As reflected in Fig. 3, financing reforms that improve equity in the distribution of resources can also lead to improvements in equity in the use of services and financial protection. This objective can be operationalized in several ways depending on what is relevant to a particular country, but the overall aim is to match the distribution of resources to the relative health service needs of different individuals and groups in the population.28 In some countries, such as the Republic of Moldova,29 a relevant concern is attaining greater equalization in the level of public spending on health per capita across geographic areas. In other countries, notably Mexico30 and Thailand,31 redressing inequities in the distribution of public subsidies across financing schemes has been a priority, whereas South Africa is concerned with reducing inequity in the distribution of total health spending on behalf of the insured and uninsured populations.32 As shown in these studies, increasing (or reducing) equity in the distribution of health spending (contextualized for the aspect of equity relevant to each country) tends to improve (or worsen) both equity in the use of services and financial protection.
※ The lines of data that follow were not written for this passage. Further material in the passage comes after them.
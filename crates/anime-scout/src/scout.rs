//! The catalogue service: one method per operation.
//!
//! Every operation validates its input, builds the target URL from the
//! configured base, runs inside its own session and tags any error with
//! the operation name and target before returning it.

use std::future::Future;
use std::sync::Arc;
use std::time::Instant;

use crate::config::ScoutConfig;
use crate::extract::{extract_list, extract_single, ExtractionRule, Record};
use crate::guard::with_session;
use crate::navigator::{Navigator, Readiness};
use crate::pool::{PoolStats, SessionPool};
use crate::renderer::chromium::ChromiumLauncher;
use crate::renderer::EngineLauncher;
use crate::rules::RuleBook;
use crate::types::{
    DetailRecord, EpisodeEntry, ListingRecord, ScoutError, ScoutResult, StreamResolution, WaitTarget,
};
use crate::watcher::{NetworkWatcher, UrlPattern};

/// Catalogue extraction over a pooled rendering engine.
pub struct Scout {
    config: ScoutConfig,
    pool: SessionPool,
    rules: RuleBook,
    navigator: Navigator,
    stream_pattern: Arc<UrlPattern>,
}

impl Scout {
    /// Build a service over `launcher`. The engine is not started until
    /// [`Scout::init`] or the first operation.
    pub fn new(config: ScoutConfig, launcher: Arc<dyn EngineLauncher>) -> ScoutResult<Self> {
        let rules = RuleBook::catalogue(&config.base_url)?;
        let pool = SessionPool::new(launcher, config.timeouts.launch);
        let navigator = Navigator::from_timeouts(&config.timeouts);
        let stream_pattern = Arc::new(UrlPattern::contains(config.stream_pattern.clone()));
        Ok(Self {
            config,
            pool,
            rules,
            navigator,
            stream_pattern,
        })
    }

    /// Build a service that renders with a local Chromium.
    pub fn with_chromium(config: ScoutConfig) -> ScoutResult<Self> {
        let launcher = Arc::new(ChromiumLauncher::new(config.browser.clone()));
        Self::new(config, launcher)
    }

    /// Replace the media URL predicate used by [`Scout::stream_resolution`].
    pub fn with_stream_pattern(mut self, pattern: UrlPattern) -> Self {
        self.stream_pattern = Arc::new(pattern);
        self
    }

    /// Start the engine ahead of the first request.
    pub async fn init(&self) -> ScoutResult<()> {
        self.pool.warm_up().await
    }

    pub async fn shutdown(&self) {
        self.pool.shutdown().await
    }

    pub async fn stats(&self) -> PoolStats {
        self.pool.stats().await
    }

    /// Page `page` (1-based) of the latest releases.
    pub async fn latest_listing(&self, page: u32) -> ScoutResult<Vec<ListingRecord>> {
        let target = page.to_string();
        self.guarded("latest listing", &target, async {
            if page == 0 {
                return Err(ScoutError::InvalidInput("page numbers start at 1".to_string()));
            }
            let url = self.url_for(&["page", target.as_str()])?;
            let records = self.collect(url, Arc::clone(&self.rules.latest)).await?;
            if records.is_empty() {
                return Err(ScoutError::NotFound(format!("no releases on page {page}")));
            }
            Ok(records)
        })
        .await
    }

    /// The detail record of one series.
    pub async fn detail(&self, content_id: &str) -> ScoutResult<DetailRecord> {
        self.guarded("detail", content_id, async {
            validate_id(content_id)?;
            let url = self.url_for(&["series", content_id])?;
            let mut record = self.single(url, Arc::clone(&self.rules.detail)).await?;
            record.id = content_id.to_string();
            Ok(record)
        })
        .await
    }

    /// The episode list of one series, in page order.
    pub async fn episodes(&self, content_id: &str) -> ScoutResult<Vec<EpisodeEntry>> {
        self.guarded("episodes", content_id, async {
            validate_id(content_id)?;
            let url = self.url_for(&["series", content_id])?;
            let entries = self.collect(url, Arc::clone(&self.rules.episodes)).await?;
            if entries.is_empty() {
                return Err(ScoutError::NotFound(format!("no episodes for '{content_id}'")));
            }
            Ok(entries)
        })
        .await
    }

    /// The media URL an episode page requests while it plays.
    ///
    /// The watcher is armed before navigation starts and runs alongside
    /// it. A page that keeps streaming never goes idle, so an idle timeout
    /// only ends the navigation leg; the watcher's own bound decides.
    pub async fn stream_resolution(&self, episode_id: &str) -> ScoutResult<StreamResolution> {
        self.guarded("stream resolution", episode_id, async {
            validate_id(episode_id)?;
            let url = self.url_for(&[episode_id])?;
            let navigator = self.navigator;
            let pattern = Arc::clone(&self.stream_pattern);
            let bound = self.config.timeouts.stream;

            with_session(&self.pool, move |session| {
                Box::pin(async move {
                    let watcher = NetworkWatcher::arm(session).await?;
                    let matched = watcher.await_matching_response(&pattern, bound);
                    let load = navigator.navigate(session, &url, &Readiness::NetworkIdle);
                    tokio::pin!(matched);
                    tokio::pin!(load);

                    let mut loading = true;
                    loop {
                        tokio::select! {
                            // The watcher wins ties with a failed load.
                            biased;
                            found = &mut matched => {
                                return found.map(|media| StreamResolution { resolved_url: Some(media) });
                            }
                            loaded = &mut load, if loading => {
                                loading = false;
                                match loaded {
                                    Ok(()) => {}
                                    Err(ScoutError::NavigationTimeout {
                                        waiting_for: WaitTarget::NetworkIdle,
                                        waited_ms,
                                        ..
                                    }) => {
                                        tracing::debug!("{url} still busy after {waited_ms}ms; watching for media");
                                    }
                                    Err(e) => return Err(e),
                                }
                            }
                        }
                    }
                })
            })
            .await
        })
        .await
    }

    /// Search results for `query`, in page order.
    pub async fn search_listing(&self, query: &str) -> ScoutResult<Vec<ListingRecord>> {
        let query = query.trim();
        self.guarded("search listing", query, async {
            if query.is_empty() {
                return Err(ScoutError::InvalidInput("search query is empty".to_string()));
            }
            let mut url = self.config.base_url.clone();
            url.set_query(None);
            url.query_pairs_mut().append_pair("s", query);
            let records = self.collect(url.into(), Arc::clone(&self.rules.search)).await?;
            if records.is_empty() {
                return Err(ScoutError::NotFound(format!("no results for \"{query}\"")));
            }
            Ok(records)
        })
        .await
    }

    /// Load `url`, wait for the rule's root marker, and run a list rule.
    async fn collect<T: Record>(&self, url: String, rule: Arc<ExtractionRule<T>>) -> ScoutResult<Vec<T>> {
        let navigator = self.navigator;
        let wait = self.config.timeouts.selector;
        with_session(&self.pool, move |session| {
            Box::pin(async move {
                let readiness = Readiness::selector(rule.root_locator(), wait);
                tolerate_missing_marker(navigator.navigate(session, &url, &readiness).await)?;
                extract_list(session, &rule).await
            })
        })
        .await
    }

    /// Load `url`, wait for the rule's root marker, and run a single rule.
    async fn single<T: Record>(&self, url: String, rule: Arc<ExtractionRule<T>>) -> ScoutResult<T> {
        let navigator = self.navigator;
        let wait = self.config.timeouts.selector;
        with_session(&self.pool, move |session| {
            Box::pin(async move {
                let readiness = Readiness::selector(rule.root_locator(), wait);
                tolerate_missing_marker(navigator.navigate(session, &url, &readiness).await)?;
                extract_single(session, &rule).await
            })
        })
        .await
    }

    /// Base URL extended by `segments`, with a trailing slash.
    fn url_for(&self, segments: &[&str]) -> ScoutResult<String> {
        let mut url = self.config.base_url.clone();
        url.path_segments_mut()
            .map_err(|_| ScoutError::InvalidInput(format!("base URL {} cannot carry a path", self.config.base_url)))?
            .pop_if_empty()
            .extend(segments)
            .push("");
        Ok(url.into())
    }

    async fn guarded<T>(
        &self,
        operation: &'static str,
        target: &str,
        work: impl Future<Output = ScoutResult<T>>,
    ) -> ScoutResult<T> {
        let started = Instant::now();
        match work.await {
            Ok(value) => {
                tracing::debug!(
                    operation,
                    target_id = target,
                    elapsed_ms = started.elapsed().as_millis() as u64,
                    "Operation completed"
                );
                Ok(value)
            }
            Err(e) => {
                if e.is_not_found() {
                    tracing::warn!(operation, target_id = target, "{e}");
                } else {
                    tracing::error!(operation, target_id = target, "{e}");
                }
                Err(e.in_operation(operation, target))
            }
        }
    }
}

/// A root marker that never appeared is left for extraction to report as
/// a structural miss.
fn tolerate_missing_marker(outcome: ScoutResult<()>) -> ScoutResult<()> {
    match outcome {
        Err(ScoutError::NavigationTimeout {
            url,
            waiting_for: WaitTarget::Selector(css),
            waited_ms,
        }) => {
            tracing::debug!("`{css}` absent on {url} after {waited_ms}ms; extracting anyway");
            Ok(())
        }
        other => other,
    }
}

/// Identifiers are single path segments.
fn validate_id(id: &str) -> ScoutResult<()> {
    if id.is_empty() || id == "." || id == ".." {
        return Err(ScoutError::InvalidInput(format!("'{id}' is not a valid identifier")));
    }
    if let Some(c) = id.chars().find(|c| matches!(c, '/' | '?' | '#')) {
        return Err(ScoutError::InvalidInput(format!(
            "identifier '{id}' must not contain '{c}'"
        )));
    }
    Ok(())
}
The objective of improving transparency and accountability seems inherently desirable, of course, but it needs to be specified more precisely to enable the link to UHC to be operationalized. Two useful ways to think about this are:transparency in terms of people’s understanding of their entitlements (rights) and their obligations with regard to health service use, as well as the extent to which these are realized in practice; and transparency and accountability of health financing agencies (e.g. extent of corruption, public reporting on performance).33If people improve their understanding of the services to which they are entitled, they will be more empowered to demand what has been promised. Improving this aspect of transparency can thus contribute to reducing the gap between the need for services and their use.34 It may also contribute to improved financial protection in settings where lack of transparency manifests as informal payments.35 Similarly, improving the accountability of health financing agencies (e.g. social health insurance funds) for the use of public resources is likely to translate into a better use of resources. Or conversely, corruption in the health sector can be seen as a source of inefficiency insofar as resources that could have been used to improve access, quality or financial protection are diverted to other uses.36

  • transparency in terms of people’s understanding of their entitlements (rights) and their obligations with regard to health service use, as well as the extent to which these are realized in practice; and
  • transparency and accountability of health financing agencies (e.g. extent of corruption, public reporting on performance).33

Getting the unit of analysis right

The equity and universality aspects of the definition of UHC have important, practical implications for both policy and the analysis of various reforms. Universal means universal, so for any country, the appropriate unit of analysis is the entire population and the system as a whole. This is in contrast to being concerned only with financing schemes and their members. There is a difference between a new insurance scheme designed for the purpose of making its members better off, and one intended to serve as an agent of change to improve equity in the use of services, service quality and financial protection for the entire population. This is perhaps the most important operational issue at stake in the conceptualization of UHC: real problems can and do arise when the success of a scheme is assumed to be generalizable to the wider system. Two issues are highlighted here in regard to this: (i) a scheme may make some people better off at the expense of the rest of the system or population; and (ii) the design features that emerge from a scheme with objectives set at the system level are very different from those emerging from a scheme in which the objectives are set only at the scheme level.

The first point can be illustrated most clearly in the case of voluntary health insurance. Excluding poor persons or others with high health risks contributes to the financial viability of a voluntary health insurance scheme, as is well known from the experience of the United States. In one study, for example, smoking and obesity were associated with a lack of ability to obtain voluntary coverage and smoking was associated with the loss of voluntary coverage.37 Thus, for those who can afford it, a voluntary insurance scheme can offer good benefits, particularly if it systematically excludes people known to have high health risks (e.g. people with hypertension, diabetes, human immunodeficiency virus infection, etc.). Financial access and financial protection are enhanced for scheme members, but at the expense of others in the population who do not have the opportunity to benefit from this.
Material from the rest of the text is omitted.